Credit Suisse maintained its Outperform rating and kept a $40 price target. Still, the firm’s earnings review was not as clean as hoped, but also not a concern. After beating and guiding in line, but under some of the more bullish estimates, the Credit Suisse report said:
We are maintaining our CY16 EPS of $2.50 but Street at $2.35 is likely to move higher, which relative to peers in coming weeks is likely to be a positive stand-out. While it is difficult to penalize management for building moats and expanding into growth business, investors will need to see operating leverage in C2H16/CY17 in order for the stock to move above $40.

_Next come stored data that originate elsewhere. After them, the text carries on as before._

mod agent;
mod commands;
mod mode;
mod operator;
mod output;

use std::time::Duration;

use clap::{error::ErrorKind, Parser, Subcommand, ValueEnum};
use qris_core::config::{DEFAULT_ENDPOINT, DEFAULT_QRIS_DATA, DEFAULT_TIMEOUT};
use qris_core::{
    GenerationError, QrisClient, QrisConfig, QrisError, RequestState, ValidationError, Workflow,
    WorkflowError,
};
use serde_json::json;
use tracing::Level;
use tracing_subscriber::EnvFilter;

use commands::generate::GenerateOptions;
use commands::EntryArgs;
use mode::Mode;
use output::{CommandOutput, OutputError, OutputHandler};

#[derive(Debug, Clone, Copy, ValueEnum, PartialEq, Eq)]
enum OutputFormat {
    Json,
}

#[derive(Debug, Parser)]
#[command(name = "qris", version, about = "Dynamic QRIS generator with fee preview")]
struct Cli {
    #[arg(long = "output", value_enum, global = true)]
    output_format: Option<OutputFormat>,

    #[arg(long, global = true)]
    interactive: bool,

    /// Skip the confirmation prompt before generating
    #[arg(long, global = true)]
    force: bool,

    #[arg(long, global = true)]
    quiet: bool,

    #[arg(long = "no-color", global = true)]
    no_color: bool,

    /// Logging level (overridden by RUST_LOG)
    #[arg(long = "log-level", global = true, default_value = "warn")]
    log_level: Level,

    /// QRIS generator API endpoint
    #[arg(long, global = true, env = "QRIS_ENDPOINT", default_value = DEFAULT_ENDPOINT)]
    endpoint: String,

    /// Static merchant QRIS payload sent with every request
    #[arg(
        long = "qris-data",
        global = true,
        env = "QRIS_STATIC_PAYLOAD",
        default_value = DEFAULT_QRIS_DATA,
        hide_default_value = true
    )]
    qris_data: String,

    /// Request timeout in seconds
    #[arg(
        long = "timeout-secs",
        global = true,
        env = "QRIS_TIMEOUT_SECS",
        default_value_t = DEFAULT_TIMEOUT.as_secs()
    )]
    timeout_secs: u64,

    #[command(subcommand)]
    command: Commands,
}

#[derive(Debug, Clone, Subcommand)]
enum Commands {
    /// Show the fee and total for an entry without contacting the API
    Preview {
        #[command(flatten)]
        entry: EntryArgs,
    },
    /// Validate an entry and request a dynamic QRIS for its total
    Generate {
        #[command(flatten)]
        entry: EntryArgs,
        /// Include the encoded QRIS payload in the output
        #[arg(long = "show-payload")]
        show_payload: bool,
    },
    /// Fill in the form step by step and generate repeatedly
    Interactive {
        #[arg(long = "show-payload")]
        show_payload: bool,
    },
}

#[derive(Debug, Clone, Copy, PartialEq, Eq)]
enum ExitCode {
    Success = 0,
    ValidationError = 1,
    ConfigError = 2,
    RemoteError = 3,
    InternalError = 4,
    ConfirmationRequired = 10,
    StdinBlocked = 11,
}

impl ExitCode {
    const fn as_i32(self) -> i32 {
        self as i32
    }
}

#[derive(Debug)]
enum CliError {
    Validation(ValidationError),
    Generation(GenerationError),
    Config(String),
    Usage { code: u16, message: String },
    ConfirmationRequired,
    StdinBlocked,
    Internal(String),
}

impl From<ValidationError> for CliError {
    fn from(value: ValidationError) -> Self {
        Self::Validation(value)
    }
}

impl From<GenerationError> for CliError {
    fn from(value: GenerationError) -> Self {
        match value {
            GenerationError::Validation(err) => Self::Validation(err),
            other => Self::Generation(other),
        }
    }
}

impl From<WorkflowError> for CliError {
    fn from(value: WorkflowError) -> Self {
        match value {
            WorkflowError::Rejected(err) => Self::Validation(err),
            WorkflowError::Busy | WorkflowError::NotInFlight => Self::Internal(value.to_string()),
        }
    }
}

impl From<QrisError> for CliError {
    fn from(value: QrisError) -> Self {
        match value {
            QrisError::Config(message) => Self::Config(message),
            other => Self::Internal(other.to_string()),
        }
    }
}

impl From<OutputError> for CliError {
    fn from(value: OutputError) -> Self {
        match value {
            OutputError::StdinBlocked => Self::StdinBlocked,
            OutputError::Io(err) => Self::Internal(err.to_string()),
        }
    }
}

fn build_output_handler(mode: Mode, quiet: bool, no_color: bool) -> Box<dyn OutputHandler> {
    match mode {
        Mode::Operator => Box::new(operator::OperatorOutput::new(quiet, no_color)),
        Mode::Agent => Box::new(agent::AgentOutputHandler::new()),
    }
}

fn build_config(cli: &Cli) -> QrisConfig {
    QrisConfig::default()
        .with_endpoint(cli.endpoint.as_str())
        .with_qris_data(cli.qris_data.as_str())
        .with_timeout(Duration::from_secs(cli.timeout_secs))
}

fn init_tracing(level: Level) {
    let default_filter = level.as_str().to_ascii_lowercase();
    let env_filter = EnvFilter::try_from_default_env()
        .unwrap_or_else(|_| EnvFilter::new(format!("{default_filter},hyper=warn,reqwest=warn")));

    // stdout is reserved for command output.
    let _ = tracing_subscriber::fmt()
        .with_env_filter(env_filter)
        .with_writer(std::io::stderr)
        .try_init();
}

fn command_label(command: &Commands) -> &'static str {
    match command {
        Commands::Preview { .. } => "preview",
        Commands::Generate { .. } => "generate",
        Commands::Interactive { .. } => "interactive",
    }
}

fn detect_mode_from_raw_args(args: &[String]) -> Mode {
    let mut output_json = false;
    let mut interactive = false;

    let mut index = 1;
    while index < args.len() {
        let arg = &args[index];
        if arg == "--interactive" {
            interactive = true;
            index += 1;
            continue;
        }
        if arg == "--output" {
            if args
                .get(index + 1)
                .is_some_and(|value| value.eq_ignore_ascii_case("json"))
            {
                output_json = true;
            }
            index += 2;
            continue;
        }
        if arg.eq_ignore_ascii_case("--output=json") {
            output_json = true;
        }
        index += 1;
    }

    mode::detect_mode(output_json, interactive)
}

fn infer_operation_from_raw_args(args: &[String]) -> &'static str {
    for arg in args.iter().skip(1) {
        match arg.as_str() {
            "preview" => return "preview",
            "generate" => return "generate",
            "interactive" => return "interactive",
            _ => {}
        }
    }
    "qris"
}

fn clap_error_to_cli_error(err: &clap::Error) -> CliError {
    let code = match err.kind() {
        ErrorKind::MissingRequiredArgument | ErrorKind::MissingSubcommand => 2001,
        ErrorKind::ArgumentConflict
        | ErrorKind::UnknownArgument
        | ErrorKind::InvalidValue
        | ErrorKind::ValueValidation
        | ErrorKind::TooManyValues => 2002,
        _ => 2001,
    };
    CliError::Usage {
        code,
        message: err.to_string().trim().to_string(),
    }
}

async fn dispatch(cli: &Cli, output: &mut dyn OutputHandler) -> Result<CommandOutput, CliError> {
    match &cli.command {
        Commands::Preview { entry } => Ok(commands::preview::run(entry, output)),
        Commands::Generate {
            entry,
            show_payload,
        } => {
            let client = QrisClient::new(&build_config(cli))?;
            let mut workflow = Workflow::new();
            let options = GenerateOptions {
                force: cli.force,
                show_payload: *show_payload,
            };
            commands::generate::run(entry, options, &client, &mut workflow, output).await
        }
        Commands::Interactive { show_payload } => {
            let client = QrisClient::new(&build_config(cli))?;
            let mut workflow = Workflow::new();
            commands::interactive::run(&client, &mut workflow, *show_payload, output).await
        }
    }
}

fn validation_code(err: &ValidationError) -> u16 {
    match err {
        ValidationError::AmountRequired => 1001,
        ValidationError::AmountTooLarge => 1002,
        ValidationError::FeeValueInvalid { .. } => 1003,
        ValidationError::PercentageTooHigh => 1004,
        ValidationError::TotalOutOfRange => 1005,
        ValidationError::TotalTooSmall => 1006,
    }
}

fn generation_code(err: &GenerationError) -> u16 {
    match err {
        GenerationError::Validation(inner) => validation_code(inner),
        GenerationError::Transport { .. } => 3001,
        GenerationError::Protocol(_) => 3002,
        GenerationError::Unknown(_) => 3003,
    }
}

fn exit_code_for_error(err: &CliError) -> ExitCode {
    match err {
        CliError::Validation(_) => ExitCode::ValidationError,
        CliError::Generation(GenerationError::Validation(_)) => ExitCode::ValidationError,
        CliError::Generation(_) => ExitCode::RemoteError,
        CliError::Config(_) | CliError::Usage { .. } => ExitCode::ConfigError,
        CliError::ConfirmationRequired => ExitCode::ConfirmationRequired,
        CliError::StdinBlocked => ExitCode::StdinBlocked,
        CliError::Internal(_) => ExitCode::InternalError,
    }
}

fn error_name_for_code(code: u16) -> &'static str {
    match code {
        1001 => "AMOUNT_REQUIRED",
        1002 => "AMOUNT_TOO_LARGE",
        1003 => "FEE_VALUE_INVALID",
        1004 => "FEE_PERCENT_TOO_HIGH",
        1005 => "TOTAL_OUT_OF_RANGE",
        1006 => "TOTAL_TOO_SMALL",
        2001 => "MISSING_REQUIRED_ARGUMENT",
        2002 => "INVALID_ARGUMENT",
        2003 => "CONFIRMATION_REQUIRED",
        2004 => "STDIN_BLOCKED",
        2005 => "INVALID_CONFIGURATION",
        3001 => "TRANSPORT_FAILED",
        3002 => "PROTOCOL_ERROR",
        3003 => "UNKNOWN_RESPONSE",
        _ => "INTERNAL_ERROR",
    }
}

fn agent_error(code: u16, message: String, details: serde_json::Value) -> agent::AgentError {
    agent::AgentError {
        code,
        name: error_name_for_code(code).to_string(),
        message,
        details: Some(details),
    }
}

fn cli_error_to_agent_error(err: &CliError) -> agent::AgentError {
    match err {
        CliError::Validation(validation) => agent_error(
            validation_code(validation),
            validation.to_string(),
            json!({ "rule": validation.code() }),
        ),
        CliError::Generation(generation) => {
            let status = match generation {
                GenerationError::Transport { status, .. } => *status,
                _ => None,
            };
            agent_error(
                generation_code(generation),
                generation.to_string(),
                json!({ "kind": generation.kind(), "status": status }),
            )
        }
        CliError::Config(message) => agent_error(
            2005,
            message.clone(),
            json!({ "hint": "Check --endpoint, --qris-data and --timeout-secs or their QRIS_* variables." }),
        ),
        CliError::Usage { code, message } => {
            agent_error(*code, message.clone(), json!({ "raw": message }))
        }
        CliError::ConfirmationRequired => agent_error(
            2003,
            "confirmation required".to_string(),
            json!({ "hint": "Re-run with --force for non-interactive execution." }),
        ),
        CliError::StdinBlocked => agent_error(
            2004,
            "stdin is not available for prompts".to_string(),
            json!({ "hint": "Use the preview or generate commands with flags, or run in a terminal." }),
        ),
        CliError::Internal(message) => {
            agent_error(9999, message.clone(), json!({ "raw": message }))
        }
    }
}

/// Where the workflow stopped, for errors raised after a submit began.
fn request_state_for_error(err: &CliError) -> Option<RequestState> {
    match err {
        CliError::Validation(_) | CliError::Generation(_) => Some(RequestState::Failed),
        _ => None,
    }
}

fn output_from_error(err: &CliError, command: &str) -> CommandOutput {
    let agent_error = cli_error_to_agent_error(err);
    let message = match err {
        CliError::Internal(message) => format!("internal error: {message}"),
        _ => agent_error.message.clone(),
    };
    CommandOutput {
        ok: false,
        command: command.to_string(),
        message,
        details: Vec::new(),
        payload: Some(json!({
            "error": agent_error,
            "state": request_state_for_error(err),
            "timestamp": commands::now_timestamp(),
        })),
    }
}

async fn run(cli: Cli) -> ExitCode {
    let output_json = matches!(cli.output_format, Some(OutputFormat::Json));
    let mode = mode::detect_mode(output_json, cli.interactive);
    let mut output = build_output_handler(mode, cli.quiet, cli.no_color);
    let command = command_label(&cli.command);
    tracing::debug!(command, ?mode, "dispatching command");

    match dispatch(&cli, output.as_mut()).await {
        Ok(result) => {
            output.complete(&result);
            ExitCode::Success
        }
        Err(err) => {
            tracing::debug!(?err, "command failed");
            let failed_output = output_from_error(&err, command);
            output.complete(&failed_output);
            exit_code_for_error(&err)
        }
    }
}

#[tokio::main]
async fn main() {
    dotenvy::dotenv().ok();

    let raw_args: Vec<String> = std::env::args().collect();
    let detected_mode = detect_mode_from_raw_args(&raw_args);
    let cli = match Cli::try_parse_from(&raw_args) {
        Ok(parsed) => parsed,
        Err(err) => {
            if matches!(
                err.kind(),
                ErrorKind::DisplayHelp | ErrorKind::DisplayVersion
            ) {
                let _ = err.print();
                std::process::exit(0);
            }

            if detected_mode == Mode::Agent {
                let cli_error = clap_error_to_cli_error(&err);
                let operation = infer_operation_from_raw_args(&raw_args);
                let failed_output = output_from_error(&cli_error, operation);
                let mut output = agent::AgentOutputHandler::new();
                output.complete(&failed_output);
                std::process::exit(exit_code_for_error(&cli_error).as_i32());
            }

            let _ = err.print();
            std::process::exit(ExitCode::ConfigError.as_i32());
        }
    };

    init_tracing(cli.log_level);
    let code = run(cli).await;
    std::process::exit(code.as_i32());
}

Wells Fargo maintained its Outperform rating for Intel and has a valuation range of $40.00 to $50.00. The firm showed Intel beating revenue and gross margin guidance, but said that full year 2016 guidance was confused by the Altera Corp. (NASDAQ: ALTR) operations and by acquisition charges and an extra week in the March 2016 quarter. Wells Fargo still sees organic growth and introduced 2017 estimates of $65 billion in revenue and earnings per share (EPS) of $2.70. The Wells Fargo report said:
Intel remains our Top Pick. … DCG sales increased 4.1% sequentially and increased 5.3% year over year. DCG platform ASP decreased 1% sequentially and year over year. DCG units increased 4% sequentially and increased 5% year over year. … Desktop processor units decreased 9% year over year and notebook units decreased 10% year over year. … Our valuation range is based on an approximate multiple of 15 to 18.5 times our FY2016 EPS estimate of $2.17.